| No. | Video | Title・Author (Affiliation) |
|---|---|---|
| 1 | ◯ |
Vehicle Dynamics Simulation taking into considerations of pneumatic brake system for Autonomous driving of Heavy-Duty Vehicle Hiroo Yamazaki・Katsuya Yashiro・Yoshiki Watanabe (UD Trucks) It is difficult to perform tests using actual vehicles in low adhesion conditions between tire and road surface or critical situations and/or worst cases. To confirm above requirements with keeping safety, the modeling for nonlinear tire model, nonlinear pneumatic model for braking system and modeling for parking brake system are done and the vehicle dynamics simulation are developed considering above characteristics. In this study, modeling for parking brake for heavy duty vehicles were performed. Modeling for contact force for parking brake system taking into consideration for spring braking force was done and those simulations were performed. |
| 2 | ◯ |
Development of Traction Control Method using Fluctuation Information of Rotational Velocity of In-Wheel Motors Masaru Yamasaki・Toshiyuki Ajima・Wataru Hatsuse (Hitachi) To improve vehicle stability on slippery road surfaces, we developed a new traction control system that estimates the slip rate based on the relationship between the torque and the fluctuation of the rotation speed of the in-wheel motor.
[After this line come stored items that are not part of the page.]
//! Wire types for the Makapix player control plane.
//!
//! This crate defines the data structures exchanged between the player agent
//! and the cloud service: typed identifiers, the broker topic scheme, the
//! JSON request/response envelopes, provisioning payloads, and the channel
//! content model. It carries no I/O of its own.

pub mod channel;
pub mod ids;
pub mod provision;
pub mod topics;
pub mod wire;

pub use channel::{
	ArtworkPost, ChannelKind, ChannelMessage, ChannelPost, PlayOrder, PlaylistPost, PostKind,
};
pub use ids::{BrokerAddr, ChannelId, CorrelationId, PlayerKey, PostId};
pub use provision::{CredentialsResponse, ProvisionRequest, ProvisionResponse};
pub use wire::{Command, RequestEnvelope, ResponseEnvelope, StatusHeartbeat, ViewEvent, ViewIntent};
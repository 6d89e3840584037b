//! Client-side control plane of the Makapix picture-frame player.
//!
//! The agent enrolls the device with the cloud, maintains the authenticated
//! broker session, selects and materializes channels of artwork for local
//! display, and reports playback telemetry. This crate hosts the lifecycle
//! supervisor, the enrollment client, the watchdogs, and the composition
//! root; the session, correlation, and channel layers live in their own
//! crates.

pub mod commands;
pub mod config;
pub mod downloads;
pub mod events;
pub mod lifecycle;
pub mod platform;
pub mod provision;
pub mod runtime;
pub mod supervisor;

pub use commands::CommandDispatcher;
pub use config::{AgentConfig, ConfigError};
pub use events::{AgentEvent, EventBus};
pub use lifecycle::Lifecycle;
pub use provision::{
	CREDENTIAL_POLL_CAP, CREDENTIAL_POLL_PERIOD, CredentialOutcome, EnrollmentApi, EnrollmentError,
	HttpEnrollment,
};
pub use runtime::{AgentRuntime, RuntimeDeps};
pub use supervisor::{
	DISCONNECT_REINIT_THRESHOLD, DriverControl, RECONNECT_WATCHDOG_PERIOD, STABLE_UPTIME,
	Supervisor, SupervisorDeps,
};

#[cfg(test)]
mod tests;
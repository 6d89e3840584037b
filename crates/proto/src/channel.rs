//! Channel and post content model.

use serde::{Deserialize, Serialize};

use crate::ids::{ChannelId, PostId};

/// The kind of channel a switch request targets.
#[derive(Debug, Clone, PartialEq, Eq, Hash, Serialize, Deserialize)]
#[serde(rename_all = "lowercase")]
pub enum ChannelKind {
	/// The firehose of all public artworks.
	All,
	/// Editorially promoted artworks.
	Promoted,
	/// Artworks by a single user; carries the user name.
	User,
	/// Artworks under a hashtag; carries the tag.
	Hashtag,
	/// Transient single-artwork channel created for a show-this-now command.
	Artwork,
	/// Local-storage playback; never reported to the cloud.
	Sdcard,
}

impl ChannelKind {
	/// Build the stable channel id for this kind plus optional identifier.
	#[must_use]
	pub fn channel_id(&self, identifier: Option<&str>) -> ChannelId {
		match self {
			Self::All => ChannelId("all".to_string()),
			Self::Promoted => ChannelId("promoted".to_string()),
			Self::User => ChannelId(format!("user/{}", identifier.unwrap_or_default())),
			Self::Hashtag => ChannelId(format!("hashtag/{}", identifier.unwrap_or_default())),
			Self::Artwork => ChannelId("artwork".to_string()),
			Self::Sdcard => ChannelId("sdcard".to_string()),
		}
	}

	/// Human-readable name shown while the channel loads.
	#[must_use]
	pub fn display_name(&self, identifier: Option<&str>) -> String {
		match self {
			Self::All => "All artworks".to_string(),
			Self::Promoted => "Promoted".to_string(),
			Self::User => format!("@{}", identifier.unwrap_or_default()),
			Self::Hashtag => format!("#{}", identifier.unwrap_or_default()),
			Self::Artwork => "Artwork".to_string(),
			Self::Sdcard => "SD card".to_string(),
		}
	}
}

/// Playback ordering for a channel.
#[derive(Debug, Clone, Copy, PartialEq, Eq, Default, Serialize, Deserialize)]
#[serde(rename_all = "lowercase")]
pub enum PlayOrder {
	/// Index order as delivered by the cloud.
	#[default]
	Original,
	/// Creation-time order.
	Created,
	/// Shuffled order.
	Random,
}

/// Image container of an artwork file.
#[derive(Debug, Clone, Copy, PartialEq, Eq, Serialize, Deserialize)]
#[serde(rename_all = "lowercase")]
pub enum PostKind {
	Webp,
	Gif,
	Png,
	Jpeg,
}

impl PostKind {
	/// File extension for this container, including the dot.
	#[must_use]
	pub fn extension(self) -> &'static str {
		match self {
			Self::Webp => ".webp",
			Self::Gif => ".gif",
			Self::Png => ".png",
			Self::Jpeg => ".jpg",
		}
	}
}

/// A single artwork entry in a channel index.
#[derive(Debug, Clone, PartialEq, Serialize, Deserialize)]
pub struct ArtworkPost {
	/// Cloud-side post id.
	pub post_id: PostId,
	/// Opaque storage key; hashed to derive the vault path.
	pub storage_key: String,
	/// Source URL the asset is downloaded from.
	pub url: String,
	/// Image container kind.
	pub kind: PostKind,
	/// Owner user name.
	#[serde(default)]
	pub owner: String,
	/// Pixel width.
	#[serde(default)]
	pub width: u32,
	/// Pixel height.
	#[serde(default)]
	pub height: u32,
	/// Animation frame count; 1 for stills.
	#[serde(default)]
	pub frame_count: u32,
	/// Whether the image carries an alpha channel.
	#[serde(default)]
	pub transparency: bool,
	/// Dwell time in seconds before advancing, when the cloud sets one.
	#[serde(default)]
	pub dwell_secs: Option<u32>,
}

/// An ordered set of artworks played as a unit.
#[derive(Debug, Clone, PartialEq, Serialize, Deserialize)]
pub struct PlaylistPost {
	/// Cloud-side post id of the playlist itself.
	pub post_id: PostId,
	/// Artworks in play order.
	pub entries: Vec<ArtworkPost>,
	/// Per-entry dwell override, when the cloud sets one.
	#[serde(default)]
	pub dwell_secs: Option<u32>,
}

/// One entry of a channel index.
#[derive(Debug, Clone, PartialEq, Serialize, Deserialize)]
#[serde(tag = "type", rename_all = "lowercase")]
pub enum ChannelPost {
	/// A single artwork.
	Artwork(ArtworkPost),
	/// A nested playlist.
	Playlist(PlaylistPost),
}

impl ChannelPost {
	/// Post id of the entry.
	#[must_use]
	pub fn post_id(&self) -> PostId {
		match self {
			Self::Artwork(a) => a.post_id,
			Self::Playlist(p) => p.post_id,
		}
	}

	/// First artwork of the entry, if any.
	#[must_use]
	pub fn first_artwork(&self) -> Option<&ArtworkPost> {
		match self {
			Self::Artwork(a) => Some(a),
			Self::Playlist(p) => p.entries.first(),
		}
	}
}

/// On-screen message classes posted to the render surface.
#[derive(Debug, Clone, Copy, PartialEq, Eq, Serialize, Deserialize)]
pub enum ChannelMessage {
	/// Clear any channel message.
	None,
	/// Index is being fetched.
	Loading,
	/// Index known, waiting for asset files.
	Downloading,
	/// Channel failed to load.
	Error,
	/// Channel loaded but has no posts.
	Empty,
}

#[cfg(test)]
mod tests {
	use super::*;

	#[test]
	fn channel_ids_are_stable() {
		assert_eq!(ChannelKind::All.channel_id(None).as_str(), "all");
		assert_eq!(
			ChannelKind::User.channel_id(Some("kury")).as_str(),
			"user/kury"
		);
		assert_eq!(
			ChannelKind::Hashtag.channel_id(Some("pixelart")).as_str(),
			"hashtag/pixelart"
		);
	}

	#[test]
	fn playlist_first_artwork_is_first_entry() {
		let art = ArtworkPost {
			post_id: PostId(7),
			storage_key: "k".into(),
			url: "https://x/y.webp".into(),
			kind: PostKind::Webp,
			owner: String::new(),
			width: 0,
			height: 0,
			frame_count: 1,
			transparency: false,
			dwell_secs: None,
		};
		let post = ChannelPost::Playlist(PlaylistPost {
			post_id: PostId(1),
			entries: vec![art.clone()],
			dwell_secs: None,
		});
		assert_eq!(post.first_artwork(), Some(&art));
		assert_eq!(post.post_id(), PostId(1));
	}
}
In this presentation, report the principle of the control method, its implementation method, and the results of verification of its effectiveness on a test vehicle. |
| 3 | ◯ |
Development of Damping Control for Vertical Vibration Using Driving Force of In-Wheel Motors to Improve Passenger Comfortability Naoki Hatta・Masaru Yamasaki・Toshiyuki Ajima (Hitachi)・Sakahisa Nagai・Hiroshi Fujimoto (The University of Tokyo) In-wheel motors (IWMs) can utilize larger drive reaction forces for controlling sprung mass motion compared to conventional drive systems that use a drive shaft, since the driving force of IWMs directly acts on the tire contact surface. In this study, we design a controller aimed at enhancing damping effects in the 4 - 8 Hz frequency range, known to cause discomfort for passengers, by analyzing sensitivity and Nyquist plot. The effectiveness of the controller was validated through vehicle testing. |
| 4 | ◯ |
Driving stabilization technology using Model Predictive Control including Reference Vehicle Model Hiroki Obara・Shinji Ishihara (Hitachi)・Atsushi Yokoyama・Hiroki Sonoda・Yuichiro Minakuchi・Yusuke Honjo (Hitachi Astemo) We have developed the driving support function that cooperates multiple actuators to improve driving stability. This paper shows the driving stabilization technology that modifies the reference vehicle state in the prediction to the value that does not exceed the vehicle limit by having a reference vehicle model in the model predictive control, in order to realize the vehicle behavior based on driver operation while maintaining stable driving. |
| 5 | ◯ |
Influence of Trail Braking Maneuver on Vehicle Cornering Behavior Ikkei Kobayashi・Fumiya Yoshida・Liting Fu・Wenbao Wu・Jumpei Kuroda (Tokai University)・Kazuki Ogawa (Aichi University of Technology)・Peeie Heerwan Bin Mohamad (University Malaysia Pahang)・Hideaki Kato・Takayoshi Narita (Tokai University) Trail braking is a maneuver in which a vehicle is given brake torque and steering simultaneously. This maneuver is used in race cars when deceleration is required at corners, and it significantly affects the vehicle's cornering behavior. In this study, we will report on the analysis method and results of the effect of trail braking on roll and pitch dynamic and stability and control. |
| 6 | ◯ |
A Basic Study on Meandering Motion of Multi-Articulated Vehicle Sunao Chikamori (Former Job : Seikei Uniersity) Since we judged that the meandering motion that occurs in multiple articulated vehicles is one of the problems that must be solved, we decided to elucidate the mechanism of this movement and consider the direction of the solution. |